Happy Friday. And welcome to The Five. This week's version runs the gamut, from the surprising to the expected to the embarrassing to the controversial.
1) Klay Thompson visualizing his next contract
Klay Thompson always comes to training camp with an addition to his game. Watching him go to work as a member of Team USA during the FIBA Tournament, it's easy to spot his next point of emphasis.
He's taking it to the rack, driving and dunking and even handling the business end of alley-oop passes.
Drafted in 2011 largely on potential, Klay entered the league as 3-point marksman. In Year 2, he added a defensive mentality. In Year 3, there was a visible reduction in his mental lapses. Year 4 looks to be the season of sailing into the paint.
Through eight World Cup games, Thompson is Team USA's third leading scorer (12.8 points per game), behind James Harden and Anthony Davis -- but ahead of Warriors teammate Stephen Curry.
It's safe to assume Thompson, in the last year of his rookie deal, is visualizing the possibilities his next contract, being negotiated between the Warriors and agent Bill Duffy.

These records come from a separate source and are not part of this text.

impl CollisionSearchState {
    /// Starts an empty search on capacity tails of `capacity` bits.
    ///
    /// Parameters:
    /// - `capacity`: the capacity in bits of the hash under attack
    ///
    /// Returns an empty [`CollisionSearchState`] or a [`SpongeError`]
    /// if the capacity can not be searched.
    ///
    /// # Errors and Failures
    /// - Returns a [`SpongeError`] of type [`InvalidConfig`](SpongeError::InvalidConfig)
    /// if `capacity` is not a multiple of `8` or larger than `256`.
    pub fn new(capacity: usize) -> Result<Self, SpongeError> {
        if capacity % 8 != 0 || capacity > 8 * MAX_TAIL_BYTES {
            return Err(SpongeError::InvalidConfig(format!(
                "Only capacities which are multiples of 8 and at most {} can be searched, but {capacity} was provided.",
                8 * MAX_TAIL_BYTES
            )));
        }

        Ok(Self {
            capacity_bytes: capacity / 8,
            visited: HashMap::new(),
            evaluations: 0,
        })
    }

    /// Returns the number of capacity bytes the search is keyed on.
    pub fn capacity_bytes(&self) -> usize {
        self.capacity_bytes
    }

    /// Returns the number of observations made so far.
    pub fn evaluations(&self) -> u64 {
        self.evaluations
    }

    /// Returns the number of distinct capacity tails seen so far.
    pub fn len(&self) -> usize {
        self.visited.len()
    }

    /// Returns `true` if nothing has been observed yet.
    pub fn is_empty(&self) -> bool {
        self.visited.is_empty()
    }

    /// Records one evaluation of the hash.
    ///
    /// Parameters:
    /// - `observation`: the evaluated message and its capacity tail
    ///
    /// Returns the earlier and the new observation if the capacity tail has
    /// been seen before for a different message, otherwise `None`.
    ///
    /// # Panics ...
    /// - if the tail of `observation` does not have the length of the searched capacity.
    pub fn observe(&mut self, observation: Observation) -> Option<(Observation, Observation)> {
        assert_eq!(
            self.capacity_bytes,
            observation.tail.len(),
            "The observation belongs to a different capacity."
        );
        self.evaluations += 1;
        if self.evaluations % PROGRESS_INTERVAL == 0 {
            debug!(
                evaluations = self.evaluations,
                visited = self.visited.len(),
                "collision search in progress"
            );
        }

        match self.visited.entry(observation.tail) {
            Entry::Occupied(entry) => {
                let visit = entry.get();
                if visit.message == observation.message {
                    return None;
                }
                let earlier = Observation {
                    index: visit.index,
                    message: visit.message.clone(),
                    tail: observation.tail,
                };
                Some((earlier, observation))
            }
            Entry::Vacant(entry) => {
                entry.insert(Visit {
                    index: observation.index,
                    message: observation.message,
                });
                None
            }
        }
    }

    /// Records a batch of evaluations in order and stops at the first collision.
    /// Observations after the colliding one are discarded and not counted.
    ///
    /// Parameters:
    /// - `batch`: the observations, e.g. computed by a worker
    ///
    /// Returns the first collision within `batch` or `None`.
    pub fn merge(
        &mut self,
        batch: impl IntoIterator<Item = Observation>,
    ) -> Option<(Observation, Observation)> {
        batch
            .into_iter()
            .find_map(|observation| self.observe(observation))
    }

    /// Finishes the search and builds the report of the found collision.
    ///
    /// Parameters:
    /// - `hash`: the hash the observations were made with
    /// - `pair`: the colliding observations
    ///
    /// Returns a [`Collision`], where both witnesses carry their final states.
    pub fn report(self, hash: &ReducedKeccak, pair: (Observation, Observation)) -> Collision {
        let (first, second) = pair;
        let witness = |observation: Observation| Witness {
            final_state: hash.hash(&observation.message).final_state,
            index: observation.index,
            message: observation.message,
        };

        Collision {
            capacity_tail: first.tail,
            first: witness(first),
            second: witness(second),
            evaluations: self.evaluations,
        }
    }
}

/// One of the two messages of a [`Collision`].
///
/// Attributes:
/// - `index`: the position of the message in the order of evaluation
/// - `message`: the message
/// - `final_state`: the state the final permutation is applied to when hashing `message`
#[derive(Debug, Clone, PartialEq, Eq, Serialize, Deserialize)]
pub struct Witness {
    pub index: u64,
    #[serde(with = "hex::serde")]
    pub message: Vec<u8>,
    pub final_state: KeccakState,
}

/// Two distinct messages whose final states share the capacity tail.
///
/// Attributes:
/// - `capacity_tail`: the shared capacity tail
/// - `first`: the message that was evaluated first
/// - `second`: the message that was evaluated second
/// - `evaluations`: the number of hash evaluations the search needed
#[derive(Debug, Clone, PartialEq, Eq, Serialize, Deserialize)]
pub struct Collision {
    pub capacity_tail: CapacityTail,
    pub first: Witness,
    pub second: Witness,
    pub evaluations: u64,
}

impl Collision {
    /// Checks whether both witnesses are distinct and hash to final states
    /// with the reported capacity tail under `hash`.
    ///
    /// # Examples
    /// ```
    /// use keccak_collision::attack::collision::{ChainSearch, CollisionSearch};
    /// use keccak_collision::construction::hash::ReducedKeccak;
    ///
    /// let hash = ReducedKeccak::with_rate_output(8).unwrap();
    /// let collision = CollisionSearch::new(hash, ChainSearch::default()).run().unwrap();
    ///
    /// assert!(collision.is_valid(&hash));
    /// ```
    pub fn is_valid(&self, hash: &ReducedKeccak) -> bool {
        let tail_of = |witness: &Witness| {
            CapacityTail::from_state(
                &hash.hash(&witness.message).final_state,
                hash.capacity_bytes(),
            )
        };

        self.first.message != self.second.message
            && tail_of(&self.first) == self.capacity_tail
            && tail_of(&self.second) == self.capacity_tail
    }
}

/// This trait should be implemented by every strategy that chooses which
/// messages are evaluated during a collision search.
/// Strategies are serialized by name, so a whole search can be configured in JSON.
#[typetag::serde]
pub trait SearchStrategy: fmt::Debug + Send + Sync {
    /// Evaluates messages until two distinct messages share a capacity tail.
    ///
    /// Parameters:
    /// - `hash`: the hash under attack
    /// - `state`: the state all evaluations are recorded in
    ///
    /// Returns the two colliding observations or a [`SpongeError`]
    /// if the strategy is misconfigured.
    fn search(
        &self,
        hash: &ReducedKeccak,
        state: &mut CollisionSearchState,
    ) -> Result<(Observation, Observation), SpongeError>;
}

/// Returns the first message of a chain, which is `start` or, if no start
/// is given, one block of zero bytes.
///
/// # Errors and Failures
/// - Returns a [`SpongeError`] of type [`InvalidConfig`](SpongeError::InvalidConfig)
/// if the length of `start` is not a multiple of the rate.
pub(crate) fn chain_start(
    start: &Option<Vec<u8>>,
    hash: &ReducedKeccak,
) -> Result<Vec<u8>, SpongeError> {
    match start {
        None => Ok(vec![0u8; hash.rate_bytes()]),
        Some(start) if start.len() % hash.rate_bytes() != 0 => {
            Err(SpongeError::InvalidConfig(format!(
                "A chain start of {} bytes does not end at a block boundary of {} bytes.",
                start.len(),
                hash.rate_bytes()
            )))
        }
        Some(start) => Ok(start.clone()),
    }
}

/// Turns the digest of a chain element into the next chain element,
/// which is the digest truncated or padded with zero bytes to one block.
pub(crate) fn next_chain_message(mut digest: Vec<u8>, hash: &ReducedKeccak) -> Vec<u8> {
    digest.resize(hash.rate_bytes(), 0);
    digest
}

/// Evaluates chain element `index`, records it, and continues with
/// its capacity tail and the next chain element.
pub(crate) fn chain_step(
    hash: &ReducedKeccak,
    state: &mut CollisionSearchState,
    index: u64,
    message: Vec<u8>,
) -> ControlFlow<(Observation, Observation), (CapacityTail, Vec<u8>)> {
    let (observation, digest) = Observation::evaluate(hash, index, message);
    let tail = observation.tail;
    trace!(index, %tail, "chain step");
    match state.observe(observation) {
        Some(pair) => ControlFlow::Break(pair),
        None => ControlFlow::Continue((tail, next_chain_message(digest, hash))),
    }
}

/// A collision search on a [`ReducedKeccak`] with a configurable strategy.
///
/// Attributes:
/// - `hash`: the hash under attack
/// - `strategy`: the strategy choosing the evaluated messages
///
/// # Examples
/// ```
/// use keccak_collision::attack::collision::{CollisionSearch, CycleDetection};
/// use keccak_collision::construction::hash::ReducedKeccak;
///
/// let hash = ReducedKeccak::with_rate_output(16).unwrap();
/// let search = CollisionSearch::new(hash, CycleDetection::default());
///
/// let collision = search.run().unwrap();
///
/// assert_eq!("4bd8", collision.capacity_tail.to_string());
/// assert_eq!((30, 182), (collision.first.index, collision.second.index));
/// ```
#[derive(Debug, Serialize, Deserialize)]
pub struct CollisionSearch {
    pub hash: ReducedKeccak,
    pub strategy: Box<dyn SearchStrategy>,
}

impl CollisionSearch {
    /// Creates a new collision search.
    ///
    /// Parameters:
    /// - `hash`: the hash under attack
    /// - `strategy`: the strategy choosing the evaluated messages
    ///
    /// Returns a [`CollisionSearch`], which can be started with [`CollisionSearch::run`].
    pub fn new(hash: ReducedKeccak, strategy: impl SearchStrategy + 'static) -> Self {
        Self {
            hash,
            strategy: Box::new(strategy),
        }
    }

    /// Reads a collision search from its JSON configuration.
    ///
    /// Parameters:
    /// - `json`: the configuration containing the hash and the strategy
    ///
    /// Returns the configured [`CollisionSearch`] or a [`SpongeError`].
    ///
    /// # Examples
    /// ```
    /// use keccak_collision::attack::collision::CollisionSearch;
    ///
    /// let search = CollisionSearch::from_json(
    ///     r#"{
    ///         "hash": {"capacity": 16, "output_bits": 1584},
    ///         "strategy": {"DictionarySearch": {"workers": 2, "batch_size": 128, "seed": 7}}
    ///     }"#,
    /// )
    /// .unwrap();
    ///
    /// assert_eq!(16, search.hash.capacity());
    /// ```
    ///
    /// # Errors and Failures
    /// - Returns a [`SpongeError`] of type [`InvalidConfig`](SpongeError::InvalidConfig)
    /// if `json` is not a valid configuration, e.g. if it contains invalid sponge parameters
    /// or an unknown strategy.
    pub fn from_json(json: &str) -> Result<Self, SpongeError> {
        serde_json::from_str(json).map_err(|e| SpongeError::InvalidConfig(e.to_string()))
    }

    /// Runs the search with a fresh [`CollisionSearchState`] until a collision is found.
    ///
    /// Returns the found [`Collision`] or a [`SpongeError`] if the search is misconfigured.
    ///
    /// # Errors and Failures
    /// - Returns a [`SpongeError`] of type [`InvalidConfig`](SpongeError::InvalidConfig)
    /// if the capacity of the hash is larger than `256` or the strategy is misconfigured.
    pub fn run(&self) -> Result<Collision, SpongeError> {
        let state = CollisionSearchState::new(self.hash.capacity())?;
        self.run_with_state(state)
    }

    /// Runs the search, recording all evaluations in `state`.
    ///
    /// Parameters:
    /// - `state`: the state of the search, e.g. an empty one or one with earlier observations
    ///
    /// Returns the found [`Collision`] or a [`SpongeError`] if the search is misconfigured.
    ///
    /// # Errors and Failures
    /// - Returns a [`SpongeError`] of type [`InvalidConfig`](SpongeError::InvalidConfig)
    /// if `state` was created for another capacity or the strategy is misconfigured.
    pub fn run_with_state(&self, mut state: CollisionSearchState) -> Result<Collision, SpongeError> {
        if state.capacity_bytes() != self.hash.capacity_bytes() {
            return Err(SpongeError::InvalidConfig(format!(
                "The search state is keyed on {} capacity bytes, but the hash has {}.",
                state.capacity_bytes(),
                self.hash.capacity_bytes()
            )));
        }

        info!(
            capacity = self.hash.capacity(),
            output_bits = self.hash.output_bits(),
            strategy = ?self.strategy,
            "starting collision search"
        );
        let pair = self.strategy.search(&self.hash, &mut state)?;
        let collision = state.report(&self.hash, pair);
        info!(
            evaluations = collision.evaluations,
            tail = %collision.capacity_tail,
            first = collision.first.index,
            second = collision.second.index,
            "found capacity collision"
        );

        Ok(collision)
    }
}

2) A chance to replace future Hall of Famer Jason Kidd
Former East Bay resident Jason Kidd has his reasons for leaving his old job as coach of the Nets to accept a similar position with the low-profile Bucks. Ex-NBA player Lionel Hollins replaced Kidd and moved into his former office in Brooklyn.
But anybody meeting certain income requirements can move into J-Kidd's former apartment. All it takes is something in the neighborhood of $2 mil per year.
Kidd and his wife, Porschla, have decided to rent their place at the fashionable Aldyn in Manhattan. They're asking $22,000 per month. Hey, it has four bedrooms, four bathrooms, a chef's kitchen, views of the Hudson River and, of course, some spectacular amenities within the building, including a Pilates Room and a Kinesis Room. And, of course, a full-size hoops court.
Kidd is 22 years and many paychecks removed from those the days when I bought him Subway sandwiches for lunch.
3) Say Goodnight, Mr. Big Shot
Every professional sports league has a few players that go beyond professional. They embody a certain dignity. Chauncey Billups was such a player.
The veteran point guard announced his retirement this week and, yes, he turns 38 on Sept. 25. He's a five-time All-Star and was the leader of the 2004 Pistons -- the least decorated championship team in recent years -- winning NBA Finals MVP.
"It's just time," Billups told Yahoo Sports.
[NEWS: Chauncy Billups retiring]
Beset by a variety of injuries, Billups played only 61 games over the past three seasons and had settled into an unofficial assistant coaching role. Pistons owner Tom Gores said the man known as Mr. Big Shot for his tendency to drain clutch baskets has shown "leadership, dedication and excellence both on and off the court."
I don't know Billups is a Hall of Famer, but I'm not going say he doesn't belong.
4) Danny Ferry will help us evolve
When occupied by the outrage accompanying our moral sins, we often overlook that ignorance and stupidity provide power for human evolution. It is our unawareness that eventually creates the dialogue that pushes us toward enlightenment.
Odd as it seems, we should thank Hawks general manager Danny Ferry for his contribution to sports and, perhaps, society. Previously known as a sub-mediocre NBA player and a mediocre GM, Ferry's silly offhand comments about Sudanese player Luol Deng opened a door that should remain open forever.
The NBA, if not society in general, is one giant leap closer to banishing stereotypes.
5) One man relieved Ray Rice, Hawks execs dominating headlines
While the sports world and beyond fixated on the news created by NFL star Ray Rice and the Atlanta Hawks front office, Greg Monroe had a week he wishes never happened, seven months after an incident he'll always regret.
The Pistons big man was arrested Feb. 13 near Detroit for DUI and pleaded guilty in April. The police report, released Tuesday, after the NBA slapped Monroe with a two-game suspension, will provide teammates with joke ammo for years.
Yes, Monroe failed the field sobriety test. Worse, he missed a letter when reciting the alphabet. Worst of all, the report said he "urinated on himself" while being booked.
My mother had a two-word term for someone so inebriated. You can use your imagination.